Une des maisons coincées entre le Châtelet et Saint-Leufroy se distinguait des autres habitations par ses sculptures de pignon qui l'avaient fait surnommer la Tête Noire. Jusqu'au XIVme siècle, l'élite des bourgeois parisiens se réunissait ici, jusqu'à l'achat de la Maison aux Piliers en place de Grève par le Prévôt des Marchands Etienne Marcel.

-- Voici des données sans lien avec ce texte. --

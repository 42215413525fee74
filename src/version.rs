// Copyright (c) 2025 Fabstir
// SPDX-License-Identifier: BUSL-1.1
// Version information for the face embedding service

/// Full version string with feature description
pub const VERSION: &str = "v0.1.0-face-embeddings-2025-10-20";

/// Semantic version number
pub const VERSION_NUMBER: &str = "0.1.0";

/// Build date
pub const BUILD_DATE: &str = "2025-10-20";

/// Supported features in this version
pub const FEATURES: &[&str] = &[
    "company-face-embeddings",
    "face-upload",
    "unit-norm-embeddings",
    "skipped-file-reporting",
    "request-timeout",
    "cuda-fallback",
];

/// Get formatted version string for logging
pub fn get_version_string() -> String {
    format!("Face Embedding Service {} ({})", VERSION_NUMBER, BUILD_DATE)
}
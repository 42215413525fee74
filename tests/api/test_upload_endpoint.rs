// Copyright (c) 2025 Fabstir
// SPDX-License-Identifier: BUSL-1.1

//! POST /api/face/upload, including the round trip through the embeddings endpoint

use crate::common::{app, jpeg_bytes, padded_jpeg_bytes, StubEmbedder};
use axum::{
    body::Body,
    http::{header, Method, Request, StatusCode},
    Router,
};
use base64::{engine::general_purpose::STANDARD, Engine as _};
use face_embedding_service::api::face::MAX_UPLOAD_BODY_BYTES;
use serde_json::{json, Value};
use tower::ServiceExt;

async fn send(app: Router, request: Request<Body>) -> (StatusCode, Value) {
    let response = app.oneshot(request).await.unwrap();
    let status = response.status();
    let bytes = axum::body::to_bytes(response.into_body(), usize::MAX)
        .await
        .unwrap();
    (status, serde_json::from_slice(&bytes).unwrap())
}

fn upload(body: String) -> Request<Body> {
    Request::builder()
        .method(Method::POST)
        .uri("/api/face/upload")
        .header(header::CONTENT_TYPE, "application/json")
        .body(Body::from(body))
        .unwrap()
}

#[tokio::test]
async fn test_upload_then_fetch() {
    let root = tempfile::tempdir().unwrap();
    let image = format!("data:image/jpeg;base64,{}", STANDARD.encode(jpeg_bytes(96, 96, 4)));
    let body = json!({
        "companyId": 21,
        "employeeNumber": "E7",
        "imageBase64": image,
    });

    let (status, response) = send(app(root.path(), StubEmbedder), upload(body.to_string())).await;
    assert_eq!(status, StatusCode::OK, "{}", response);
    assert_eq!(response["success"], true);
    let file = response["file"].as_str().unwrap();
    assert!(file.starts_with("E7_") && file.ends_with(".jpg"));
    assert!(root.path().join("21").join(file).is_file());

    let fetch = Request::builder()
        .uri("/api/face/embeddings?companyId=21")
        .body(Body::empty())
        .unwrap();
    let (status, response) = send(app(root.path(), StubEmbedder), fetch).await;
    assert_eq!(status, StatusCode::OK);
    assert_eq!(response["data"][0]["label"], "E7");
}

#[tokio::test]
async fn test_upload_validation_errors() {
    let root = tempfile::tempdir().unwrap();
    let good_image = STANDARD.encode(jpeg_bytes(16, 16, 1));

    let cases = [
        json!({ "employeeNumber": "E1", "imageBase64": good_image }),
        json!({ "companyId": "abc", "employeeNumber": "E1", "imageBase64": good_image }),
        json!({ "companyId": 1, "imageBase64": good_image }),
        json!({ "companyId": 1, "employeeNumber": "E_1", "imageBase64": good_image }),
        json!({ "companyId": 1, "employeeNumber": "E1" }),
        json!({ "companyId": 1, "employeeNumber": "E1", "imageBase64": "!!!" }),
        json!({ "companyId": 1, "employeeNumber": "E1", "imageBase64": STANDARD.encode(b"plain text") }),
    ];

    for case in cases {
        let (status, body) = send(app(root.path(), StubEmbedder), upload(case.to_string())).await;
        assert_eq!(status, StatusCode::BAD_REQUEST, "{}", case);
        assert_eq!(body["success"], false);
    }
    assert!(!root.path().join("1").exists());
}

#[tokio::test]
async fn test_upload_malformed_json() {
    let root = tempfile::tempdir().unwrap();
    let (status, body) = send(app(root.path(), StubEmbedder), upload("{not json".to_string())).await;
    assert_eq!(status, StatusCode::BAD_REQUEST);
    assert_eq!(body["errorType"], "invalid_request");
}

#[tokio::test]
async fn test_upload_large_image() {
    let root = tempfile::tempdir().unwrap();
    let image = padded_jpeg_bytes(64, 64, 3 * 1024 * 1024);
    let body = json!({
        "companyId": 8,
        "employeeNumber": "E9",
        "imageBase64": STANDARD.encode(&image),
    })
    .to_string();
    assert!(body.len() > 4 * 1024 * 1024);

    let (status, response) = send(app(root.path(), StubEmbedder), upload(body)).await;
    assert_eq!(status, StatusCode::OK, "{}", response);
    let file = response["file"].as_str().unwrap();
    let stored = std::fs::metadata(root.path().join("8").join(file)).unwrap();
    assert!(stored.len() >= 3 * 1024 * 1024);
}

#[tokio::test]
async fn test_upload_body_over_limit() {
    let root = tempfile::tempdir().unwrap();
    let body = json!({
        "companyId": 8,
        "employeeNumber": "E9",
        "imageBase64": "A".repeat(MAX_UPLOAD_BODY_BYTES),
    })
    .to_string();

    let (status, response) = send(app(root.path(), StubEmbedder), upload(body)).await;
    assert_eq!(status, StatusCode::PAYLOAD_TOO_LARGE);
    assert_eq!(response["success"], false);
    assert_eq!(response["errorType"], "payload_too_large");
    assert_eq!(response["details"]["limit"], MAX_UPLOAD_BODY_BYTES);
    assert!(!root.path().join("8").exists());
}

En empruntant la galerie du Châtelet les promeneurs retournaient sur la place de la Porte. A leur droite s'ouvrait une minuscule venelle, la ruelle de la Triperie (ou de "l'Araigne", c'est à dire le croc de boucher). La quasi-totalité des étaux possédés par les membres de la Grande Boucherie était rassemblée sous un même toit. L'aspect de ce bâtiment nous est mal connu : au cours des siècles il subit des amputations, des remaniements et un arasement en 1416, " rasée rez pied, rez terre ", en représailles de la collaboration des bouchers avec les anglo-bourguignons. Le procès-verbal que dressa le Voyer de Paris avant la reconstruction de 1418 nous permet d'établir qu'au XVème siècle la base de la halle était un trapèze irrégulier, ce qui trahit le caractère composite de la construction formée par acquisitions successives.
Tout autour du bâtiment, et même sur la rue de la Triperie qui, avec ses quatre six mètres de large ne demandait certes pas être amputée, étaient installées de petites échoppes abritées par un auvent : les "bauves" louées à des oyers ou des regrattiers (petits revendeurs en comestibles). En théorie, le Prévôt des Marchands devait veiller à ce que nul n'encombre les rues, mais il fermait les yeux, moyennant espèces sonnantes et trébuchantes , selon le Livre du Châtelet de 1320 : " des estaulx mis parmy les rues dont il n'y a si petite poraière [vendeuse de poireaux] ne si petit mercier ne aultres quelconques qui mette son estal ou auvent sur rue qu'il ne recoive prouffit et si en sont les rues si empeschées que pour le grand prouffit que le Prévost des marchans en prent, que les gens ni les chevaulx ne pevent aler parmy les maistres rues".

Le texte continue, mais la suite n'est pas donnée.